Establishing streams of passive income is a surefire way to unlock a more comfortable lifestyle. After all, those who are able to make money while sleeping don’t have to work as much during the day.
Some could even pack up their careers far earlier than initially planned, spending the rest of their lives indulging in holidays, family outings, and excursions.
Dividends are one of several methods at investors’ disposal when pursuing this target. Unfortunately, income stocks aren’t free. And they can require a considerable sum of capital to be invested before a meaningful passive income is established.
Those fortunate enough to have a nice chunk of change already in the bank through prudent saving or inheritance get to enjoy a considerable headstart. But for investors without this luxury, unlocking a £1.2k monthly passive income is still achievable in the long run.
Earning an extra £1.2k
Looking at the FTSE 100, the UK’s flagship companies have historically delivered an average dividend yield of around 4%. That’s certainly not terrible. But with savings accounts now offering similar rates, the added risk of the stock market doesn’t exactly sound like an attractive proposition by comparison.
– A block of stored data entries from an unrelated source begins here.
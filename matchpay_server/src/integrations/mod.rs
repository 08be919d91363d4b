pub mod notifier;
pub mod payrail;
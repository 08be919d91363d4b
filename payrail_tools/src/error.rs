use thiserror::Error;

#[derive(Debug, Error)]
pub enum PayrailApiError {
    #[error("Could not initialize client: {0}")]
    Initialization(String),
    #[error("Invalid REST response: {0}")]
    RestResponse(String),
    #[error("Could not deserialize JSON: {0}")]
    Json(String),
    #[error("Query failed. Error {status}. {message}")]
    Query { status: u16, message: String },
}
However, by being a bit more selective, investors could easily establish a more substantial income stream. In fact, roughly one-third of the FTSE 350 offers a payout greater than 4%, with some even venturing beyond 10%!
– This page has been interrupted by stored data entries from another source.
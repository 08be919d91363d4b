use log::trace;
use sqlx::{types::Json, SqliteConnection};

use crate::{
    db_types::{NewNotification, Notification, UserId},
    traits::NotificationApiError,
};

pub async fn insert_notification(
    new: &NewNotification,
    conn: &mut SqliteConnection,
) -> Result<Notification, NotificationApiError> {
    let notification = sqlx::query_as(
        r#"
            INSERT INTO notifications (user_id, sender_id, kind, body, meta)
            VALUES ($1, $2, $3, $4, $5)
            RETURNING *;
        "#,
    )
    .bind(new.user_id.as_str())
    .bind(new.sender_id.as_ref().map(|u| u.as_str().to_string()))
    .bind(new.kind)
    .bind(new.body.clone())
    .bind(new.meta.clone().map(Json))
    .fetch_one(conn)
    .await?;
    Ok(notification)
}

pub async fn notifications_for(
    user: &UserId,
    limit: i64,
    conn: &mut SqliteConnection,
) -> Result<Vec<Notification>, NotificationApiError> {
    let notifications =
        sqlx::query_as("SELECT * FROM notifications WHERE user_id = $1 ORDER BY created_at DESC, id DESC LIMIT $2")
            .bind(user.as_str())
            .bind(limit)
            .fetch_all(conn)
            .await?;
    Ok(notifications)
}

pub async fn mark_as_read(id: i64, conn: &mut SqliteConnection) -> Result<Option<Notification>, NotificationApiError> {
    let notification = sqlx::query_as(
        "UPDATE notifications SET is_read = TRUE WHERE id = $1 RETURNING *",
    )
    .bind(id)
    .fetch_optional(conn)
    .await?;
    Ok(notification)
}

/// Deletes every notification for the user, returning how many rows went away.
pub async fn clear_notifications(user: &UserId, conn: &mut SqliteConnection) -> Result<u64, NotificationApiError> {
    let res = sqlx::query("DELETE FROM notifications WHERE user_id = $1").bind(user.as_str()).execute(conn).await?;
    trace!("🗃️ Cleared {} notifications for {user}", res.rows_affected());
    Ok(res.rows_affected())
}
use std::fmt::Debug;

use log::trace;

use crate::{
    db_types::{ExploreCandidate, UserId, UserProfile},
    traits::{ExploreApiError, ExploreManagement},
};

pub const DEFAULT_EXPLORE_PAGE: i64 = 20;

/// `ExploreApi` serves the swipe deck: profiles the user hasn't decided on yet, best skill-fit first.
pub struct ExploreApi<B> {
    db: B,
}

impl<B: Debug> Debug for ExploreApi<B> {
    fn fmt(&self, f: &mut std::fmt::Formatter<'_>) -> std::fmt::Result {
        write!(f, "ExploreApi ({:?})", self.db)
    }
}

impl<B> ExploreApi<B>
where B: ExploreManagement
{
    pub fn new(db: B) -> Self {
        Self { db }
    }

    pub async fn upsert_profile(&self, profile: &UserProfile) -> Result<(), ExploreApiError> {
        self.db.upsert_profile(profile).await
    }

    pub async fn profile(&self, user: &UserId) -> Result<Option<UserProfile>, ExploreApiError> {
        self.db.fetch_profile(user).await
    }

    /// Candidates the user has not swiped on, scored by skill overlap. `limit` defaults to a page of
    /// [`DEFAULT_EXPLORE_PAGE`] when `None`.
    pub async fn candidates(&self, user: &UserId, limit: Option<i64>) -> Result<Vec<ExploreCandidate>, ExploreApiError> {
        let limit = limit.unwrap_or(DEFAULT_EXPLORE_PAGE);
        let candidates = self.db.candidates_for(user, limit).await?;
        trace!("🔄️🔭️ {} explore candidates for {user}", candidates.len());
        Ok(candidates)
    }
}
Higher yields tend to come with higher risk. But looking at the opportunities in the British stock market today, investors could easily establish a 6%, or even 7%, average portfolio yield without exposing themselves to considerable shifts in risk. At least, that’s what I think.
At 7%, a £100k portfolio translates into a £7,000 annual income, or around £580 a month. That’s hardly life-changing. But the beauty of investing in top-notch income-generating businesses is that dividends can occasionally get hiked. And so a 7% yield today could potentially double over several years, doubling the income to £1.2k in the process.
Of course, it’s important to remember that the opposite’s also true. A firm that runs into financial trouble is likely to slash shareholder payouts. And if not properly diversified, that could be disaterous for a passive income portfolio.
Where to start?
With over 110 high-yielding stocks in the FTSE 350 alone, investors have a wide range of options to choose from. But, personally, one I’m particularly fond of, and hold in my own income portfolio, is Greencoat UK Wind (LSE:UKW).
The business is pretty straightforward. Using its capital, management makes strategic investments in on- and off-shore wind farms across the UK. These farms, in turn, generate clean electricity which is sold to energy companies like Centrica (British Gas).
Of course, periods of calm and other unfavourable weather conditions can be quite problematic. In fact, the firm’s recently seen the impact of this, with cash flow suffering as a result.
Yet, while the weather can be fickle, the ever-increasing demand for green electricity has allowed dividends to thrive. So much so that shareholders have enjoyed nine years of consecutive dividend hikes! And with a yield already sitting at around 7.5% today, this continued upward trend could see this payout expand even further for patient investors.